Como é que da política se chega à música e da música à consciência? Eh, pá, eu acho que as coisas podem estar ou não ligadas, depende do lado para onde estivermos virados. Mas o que é preciso é criar desassossego. Quando começamos a procurar álibis para justificar o nosso conformismo, então está tudo lixado! E, quando isso acontecer comigo, eu até agradeço que os meus amigos me chamem à atenção e me critiquem. No campo da música continuo interessadíssimo, nesta área e fora dela. Acho que, por exemplo, é necessário que exista um grupo como o Opus Ensemble, um músico como o Victorino d’Almeida. Ou como o Rão Kyao, embora nem sempre goste das últimas coisas dele – mas isso é outro problema. E, na área do chamado rock português, em relação à qual eu sou muito reticente, há, por exemplo, os Jáfumega, que eu vi há tempos e de que gostei bastante, fiquei sinceramente impressionado. Estou interessado, sim, pelo que por cá se faz. Acho que, acima de tudo, é preciso agitar, não ficar parado, ter coragem, quer se trate de música ou de política. E nós, neste país, somos tão pouco corajosos que, qualquer dia, estamos reduzidos à condição de ‘homenzinhos’ e ‘mulherzinhas’. Temos é que ser gente, pá!

José Afonso em entrevista a Viriato Teles, in «As Voltas de um Andarilho», Assírio & Alvim, 2009 (Entrevista publicada originalmente no Se7e de 27.Nov.1985)

Mapa de gravações para o «Galinhas do mato» (Arquivo José Mário Branco). Clique na imagem para aceder a mais documentos.
Impossibilitado de cantar devido ao avanço progressivo e impiedoso da sua doença, José Afonso faz editar, em finais de 1985, um novo LP de originais. Dos dez temas que o compõem, apenas dois (Escandinávia Bar e Década de Salomé) são por ele interpretados.
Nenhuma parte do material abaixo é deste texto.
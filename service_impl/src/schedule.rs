use std::collections::{HashMap, HashSet};
use std::sync::Arc;

use async_trait::async_trait;
use courtly_utils::DayOfWeek;
use dao::schedule::{ScheduleEntity, ScheduleTimeBlockEntity};
use service::catalog::TimeBlockCatalog;
use service::permission::{Authentication, ADMIN_PRIVILEGE};
use service::schedule::{
    Schedule, ScheduleDraft, ScheduleService, ScheduleTimeBlock, ScheduleUpdate,
};
use service::ServiceError;
use time::Time;
use uuid::Uuid;

const SCHEDULE_SERVICE_PROCESS: &str = "schedule-service";

pub struct ScheduleServiceImpl<ScheduleDao, PermissionService, ClockService, UuidService, TransactionDao>
where
    ScheduleDao: dao::schedule::ScheduleDao + Send + Sync,
    PermissionService: service::PermissionService + Send + Sync,
    ClockService: service::clock::ClockService + Send + Sync,
    UuidService: service::uuid_service::UuidService + Send + Sync,
    TransactionDao: dao::TransactionDao<Transaction = ScheduleDao::Transaction> + Send + Sync,
{
    pub schedule_dao: Arc<ScheduleDao>,
    pub permission_service: Arc<PermissionService>,
    pub clock_service: Arc<ClockService>,
    pub uuid_service: Arc<UuidService>,
    pub transaction_dao: Arc<TransactionDao>,
    pub catalog: TimeBlockCatalog,
}
impl<ScheduleDao, PermissionService, ClockService, UuidService, TransactionDao>
    ScheduleServiceImpl<ScheduleDao, PermissionService, ClockService, UuidService, TransactionDao>
where
    ScheduleDao: dao::schedule::ScheduleDao + Send + Sync,
    PermissionService: service::PermissionService + Send + Sync,
    ClockService: service::clock::ClockService + Send + Sync,
    UuidService: service::uuid_service::UuidService + Send + Sync,
    TransactionDao: dao::TransactionDao<Transaction = ScheduleDao::Transaction> + Send + Sync,
{
    pub fn new(
        schedule_dao: Arc<ScheduleDao>,
        permission_service: Arc<PermissionService>,
        clock_service: Arc<ClockService>,
        uuid_service: Arc<UuidService>,
        transaction_dao: Arc<TransactionDao>,
        catalog: TimeBlockCatalog,
    ) -> Self {
        Self {
            schedule_dao,
            permission_service,
            clock_service,
            uuid_service,
            transaction_dao,
            catalog,
        }
    }

    /// Catalog and duplicate validation of a submitted draft. Runs before
    /// any transaction is opened, so a rejected draft persists nothing.
    fn validate_draft(&self, draft: &ScheduleDraft) -> Result<(), ServiceError> {
        let mut seen: HashSet<(DayOfWeek, Time, Time)> = HashSet::with_capacity(draft.blocks.len());
        for block in &draft.blocks {
            if !self.catalog.is_valid_block(block.start, block.end) {
                return Err(ServiceError::InvalidTimeBlock(block.start, block.end));
            }
            if !seen.insert((block.day_of_week, block.start, block.end)) {
                return Err(ServiceError::DuplicateTimeBlockDefinition(
                    block.day_of_week,
                    block.start,
                ));
            }
        }
        Ok(())
    }
}

#[async_trait]
impl<ScheduleDao, PermissionService, ClockService, UuidService, TransactionDao> ScheduleService
    for ScheduleServiceImpl<ScheduleDao, PermissionService, ClockService, UuidService, TransactionDao>
where
    ScheduleDao: dao::schedule::ScheduleDao + Send + Sync,
    PermissionService: service::PermissionService + Send + Sync,
    ClockService: service::clock::ClockService + Send + Sync,
    UuidService: service::uuid_service::UuidService + Send + Sync,
    TransactionDao: dao::TransactionDao<Transaction = ScheduleDao::Transaction> + Send + Sync,
{
    type Context = PermissionService::Context;
    type Transaction = ScheduleDao::Transaction;

    async fn create_schedule(
        &self,
        draft: &ScheduleDraft,
        context: Authentication<Self::Context>,
        tx: Option<Self::Transaction>,
    ) -> Result<Schedule, ServiceError> {
        self.permission_service
            .check_permission(ADMIN_PRIVILEGE, context)
            .await?;
        self.validate_draft(draft)?;

        let tx = self.transaction_dao.use_transaction(tx).await?;

        let schedule_entity = ScheduleEntity {
            id: self.uuid_service.new_uuid("schedule-id"),
            created: self.clock_service.date_time_now(),
            version: self.uuid_service.new_uuid("schedule-version"),
        };
        self.schedule_dao
            .create_schedule(&schedule_entity, SCHEDULE_SERVICE_PROCESS, tx.clone())
            .await?;

        let mut blocks = Vec::with_capacity(draft.blocks.len());
        for block in &draft.blocks {
            let block_entity = ScheduleTimeBlockEntity {
                id: self.uuid_service.new_uuid("schedule-block-id"),
                schedule_id: schedule_entity.id,
                day_of_week: block.day_of_week,
                start: block.start,
                end: block.end,
                capacity: if block.enabled { block.capacity } else { 0 },
                enabled: block.enabled,
                version: self.uuid_service.new_uuid("schedule-block-version"),
            };
            self.schedule_dao
                .create_block(&block_entity, SCHEDULE_SERVICE_PROCESS, tx.clone())
                .await?;
            blocks.push(ScheduleTimeBlock::from(&block_entity));
        }
        blocks.sort_by_key(|block| (block.day_of_week, block.start));

        self.transaction_dao.commit(tx).await?;
        tracing::info!(schedule = %schedule_entity.id, blocks = blocks.len(), "schedule created");

        Ok(Schedule {
            id: schedule_entity.id,
            created: Some(schedule_entity.created),
            blocks: blocks.into(),
            version: schedule_entity.version,
        })
    }

    async fn get_schedule(
        &self,
        id: Uuid,
        _context: Authentication<Self::Context>,
        tx: Option<Self::Transaction>,
    ) -> Result<Schedule, ServiceError> {
        let tx = self.transaction_dao.use_transaction(tx).await?;

        let schedule_entity = self
            .schedule_dao
            .find_schedule(id, tx.clone())
            .await?
            .ok_or(ServiceError::ScheduleNotFound(id))?;
        let mut blocks: Vec<ScheduleTimeBlock> = self
            .schedule_dao
            .blocks_for_schedule(id, tx.clone())
            .await?
            .iter()
            .map(ScheduleTimeBlock::from)
            .collect();
        blocks.sort_by_key(|block| (block.day_of_week, block.start));

        self.transaction_dao.commit(tx).await?;

        Ok(Schedule {
            id: schedule_entity.id,
            created: Some(schedule_entity.created),
            blocks: blocks.into(),
            version: schedule_entity.version,
        })
    }

    async fn update_schedule(
        &self,
        id: Uuid,
        draft: &ScheduleDraft,
        context: Authentication<Self::Context>,
        tx: Option<Self::Transaction>,
    ) -> Result<ScheduleUpdate, ServiceError> {
        self.permission_service
            .check_permission(ADMIN_PRIVILEGE, context)
            .await?;
        self.validate_draft(draft)?;

        let tx = self.transaction_dao.use_transaction(tx).await?;

        self.schedule_dao
            .find_schedule(id, tx.clone())
            .await?
            .ok_or(ServiceError::ScheduleNotFound(id))?;
        let existing = self.schedule_dao.blocks_for_schedule(id, tx.clone()).await?;
        let by_shape: HashMap<(DayOfWeek, Time, Time), &ScheduleTimeBlockEntity> = existing
            .iter()
            .map(|block| ((block.day_of_week, block.start, block.end), block))
            .collect();

        let mut updated_count = 0;
        for block in &draft.blocks {
            // Blocks not present at creation time are skipped, never
            // inserted: the weekly grid keeps its original shape and block
            // ids stay stable for existing bookings.
            let Some(existing_block) = by_shape.get(&(block.day_of_week, block.start, block.end))
            else {
                continue;
            };
            let next = ScheduleTimeBlockEntity {
                capacity: if block.enabled { block.capacity } else { 0 },
                enabled: block.enabled,
                version: self.uuid_service.new_uuid("schedule-block-version"),
                ..(*existing_block).clone()
            };
            self.schedule_dao
                .update_block(&next, SCHEDULE_SERVICE_PROCESS, tx.clone())
                .await?;
            updated_count += 1;
        }

        self.transaction_dao.commit(tx).await?;
        tracing::info!(schedule = %id, updated_count, "schedule updated");
        Ok(ScheduleUpdate { updated_count })
    }

    async fn delete_schedule(
        &self,
        id: Uuid,
        context: Authentication<Self::Context>,
        tx: Option<Self::Transaction>,
    ) -> Result<(), ServiceError> {
        self.permission_service
            .check_permission(ADMIN_PRIVILEGE, context)
            .await?;

        let tx = self.transaction_dao.use_transaction(tx).await?;
        self.schedule_dao
            .find_schedule(id, tx.clone())
            .await?
            .ok_or(ServiceError::ScheduleNotFound(id))?;
        self.schedule_dao.delete_schedule(id, tx.clone()).await?;
        self.transaction_dao.commit(tx).await?;
        tracing::info!(schedule = %id, "schedule deleted");
        Ok(())
    }
}
mod projection_properties {
    use std::collections::{HashMap, HashSet};

    use proptest::prelude::*;
    use service::catalog::TimeBlockCatalog;
    use service::schedule::ScheduleTimeBlock;
    use service_impl::availability::project_week;
    use time::macros::date;
    use uuid::Uuid;

    use courtly_utils::DayOfWeek;

    fn arbitrary_blocks() -> impl Strategy<Value = Vec<ScheduleTimeBlock>> {
        let catalog = TimeBlockCatalog::standard();
        let entry_count = catalog.entries().len();
        proptest::collection::vec((0u8..7, 0..entry_count, 0u32..5, any::<bool>()), 0..12).prop_map(
            move |raw| {
                let mut seen = HashSet::new();
                raw.into_iter()
                    .enumerate()
                    .filter_map(|(index, (day, entry_index, capacity, enabled))| {
                        let entry = catalog.entries()[entry_index];
                        let day_of_week = DayOfWeek::from_number(day).unwrap();
                        // The template never holds two blocks of the same shape.
                        seen.insert((day_of_week, entry.start))
                            .then(|| ScheduleTimeBlock {
                                id: Uuid::from_u128(index as u128 + 1),
                                schedule_id: Uuid::from_u128(99),
                                day_of_week,
                                start: entry.start,
                                end: entry.end,
                                capacity,
                                enabled,
                                version: Uuid::from_u128(index as u128 + 1000),
                            })
                    })
                    .collect()
            },
        )
    }

    proptest! {
        #[test]
        fn week_shape_holds_for_any_template(blocks in arbitrary_blocks(), booked in 0u32..6) {
            let today = date!(2026 - 08 - 24);
            let mut booked_counts = HashMap::new();
            for block in &blocks {
                booked_counts.insert((block.id, today), booked);
            }
            let week = project_week(
                Uuid::from_u128(99),
                &blocks,
                &booked_counts,
                &HashSet::new(),
                today,
            );

            for row in &week.rows {
                prop_assert_eq!(row.cells.len(), 7);
                prop_assert!(row.start < row.end);
                for (offset, cell) in row.cells.iter().enumerate() {
                    prop_assert_eq!(cell.date, today + time::Duration::days(offset as i64));
                    if cell.block_id.is_none() {
                        prop_assert_eq!(cell.state, service::availability::SlotState::Disabled);
                    }
                }
            }
            for pair in week.rows.windows(2) {
                prop_assert!(pair[0].start < pair[1].start);
            }

            let rerun = project_week(
                Uuid::from_u128(99),
                &blocks,
                &booked_counts,
                &HashSet::new(),
                today,
            );
            prop_assert_eq!(week, rerun);
        }
    }
}
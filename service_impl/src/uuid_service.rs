use service::uuid_service::UuidService;
use uuid::Uuid;

pub struct UuidServiceImpl;

impl UuidService for UuidServiceImpl {
    fn new_uuid(&self, usage: &str) -> Uuid {
        let uuid = Uuid::new_v4();
        tracing::trace!(usage, %uuid, "minted uuid");
        uuid
    }
}
use std::sync::Arc;

use async_trait::async_trait;
use courtly_utils::DayOfWeek;
use mockall::automock;
use time::{Date, PrimitiveDateTime};
use uuid::Uuid;

use crate::DaoError;

#[derive(Debug, Clone, PartialEq, Eq)]
pub struct BookingEntity {
    pub id: Uuid,
    pub schedule_time_block_id: Uuid,
    pub user_id: Uuid,
    pub booking_date: Date,
    pub created: PrimitiveDateTime,
}

/// Live booking count of one concrete occurrence of a recurring block.
#[derive(Debug, Clone, Copy, PartialEq, Eq)]
pub struct OccupancyEntity {
    pub schedule_time_block_id: Uuid,
    pub booking_date: Date,
    pub booked: u32,
}

#[derive(Debug, Clone, Copy, Default, PartialEq, Eq)]
pub struct BookingResetFilter {
    pub day_of_week: Option<DayOfWeek>,
    pub schedule_time_block_id: Option<Uuid>,
}

#[automock(type Transaction = crate::MockTransaction;)]
#[async_trait]
pub trait BookingDao {
    type Transaction: crate::Transaction;

    async fn find_by_id(
        &self,
        id: Uuid,
        tx: Self::Transaction,
    ) -> Result<Option<BookingEntity>, DaoError>;

    async fn find_by_occurrence_and_user(
        &self,
        schedule_time_block_id: Uuid,
        booking_date: Date,
        user_id: Uuid,
        tx: Self::Transaction,
    ) -> Result<Option<BookingEntity>, DaoError>;

    /// Booking counts per `(block, date)` for every block of the schedule
    /// within the inclusive date window.
    async fn occupancy_for_schedule(
        &self,
        schedule_id: Uuid,
        from: Date,
        until: Date,
        tx: Self::Transaction,
    ) -> Result<Arc<[OccupancyEntity]>, DaoError>;

    async fn find_for_user_in_window(
        &self,
        schedule_id: Uuid,
        user_id: Uuid,
        from: Date,
        until: Date,
        tx: Self::Transaction,
    ) -> Result<Arc<[BookingEntity]>, DaoError>;

    /// Inserts the booking only while the occurrence still has free
    /// capacity. The count check and the insert are one guarded statement,
    /// so concurrent writers cannot both slip past the capacity limit.
    /// Returns `false` when the occurrence was already full.
    async fn create_within_capacity(
        &self,
        entity: &BookingEntity,
        process: &str,
        tx: Self::Transaction,
    ) -> Result<bool, DaoError>;

    async fn delete(&self, id: Uuid, tx: Self::Transaction) -> Result<(), DaoError>;

    /// Bulk delete of bookings under one schedule, optionally narrowed by
    /// weekday and/or block. Returns the number of deleted rows.
    async fn delete_for_schedule(
        &self,
        schedule_id: Uuid,
        filter: BookingResetFilter,
        tx: Self::Transaction,
    ) -> Result<u64, DaoError>;
}
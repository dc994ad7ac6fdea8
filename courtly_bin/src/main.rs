use std::sync::Arc;

use courtly_bin::{grant_admin, Engine};
use sqlx::SqlitePool;
use tracing_subscriber::EnvFilter;

#[tokio::main]
async fn main() {
    let subscriber = tracing_subscriber::fmt()
        .with_env_filter(
            EnvFilter::try_from_default_env().unwrap_or_else(|_| EnvFilter::new("info")),
        )
        .finish();
    tracing::subscriber::set_global_default(subscriber).expect("setting default subscriber failed");

    tracing::info!("Courtly scheduling engine version: {}", env!("CARGO_PKG_VERSION"));
    dotenvy::dotenv().ok();
    let database_url = std::env::var("DATABASE_URL")
        .unwrap_or_else(|_| "sqlite:./courtly.sqlite3?mode=rwc".to_string());
    let pool = Arc::new(
        SqlitePool::connect(&database_url)
            .await
            .expect("Could not connect to database"),
    );

    dao_impl_sqlite::schema::init_schema(pool.as_ref())
        .await
        .expect("Failed to initialize the database schema");

    let engine = Engine::new(pool.clone());
    grant_admin(engine.permission_dao.as_ref(), "dev-user").await;

    tracing::info!("Scheduling engine ready");
}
Aos restantes emprestaram a voz Helena Vieira (Tu Gitana), Né Ladeiras (Benditos), Luís Represas (Agora) Janita Salomé (Moda do Entrudo, Tarkovsky, Alegria da Criação), Catarina e Marta Salomé (Galinhas do Mato) e ainda José Mário Branco (Década de Salomé, de parceria com Zeca). Um vasto grupo de amigos decidiu apoiar o cantor neste disco novo - e renovado, apesar da doença - contribuindo para, de novo, dar corpo a um notável trabalho de José Afonso. Não é favor dizê-lo: Galinhas do Mato é mesmo um grande disco, e nem a impossibilidade física de o seu autor participar a cem por cento na sua feitura conseguiu retirar a este trabalho um grande brilho e uma grande sinceridade. A prova, afinal, de que as palavras e a música de Zeca são mesmo capazes de resistir a tudo. Mesmo à ausência da voz que uma doença estúpida conseguiu calar.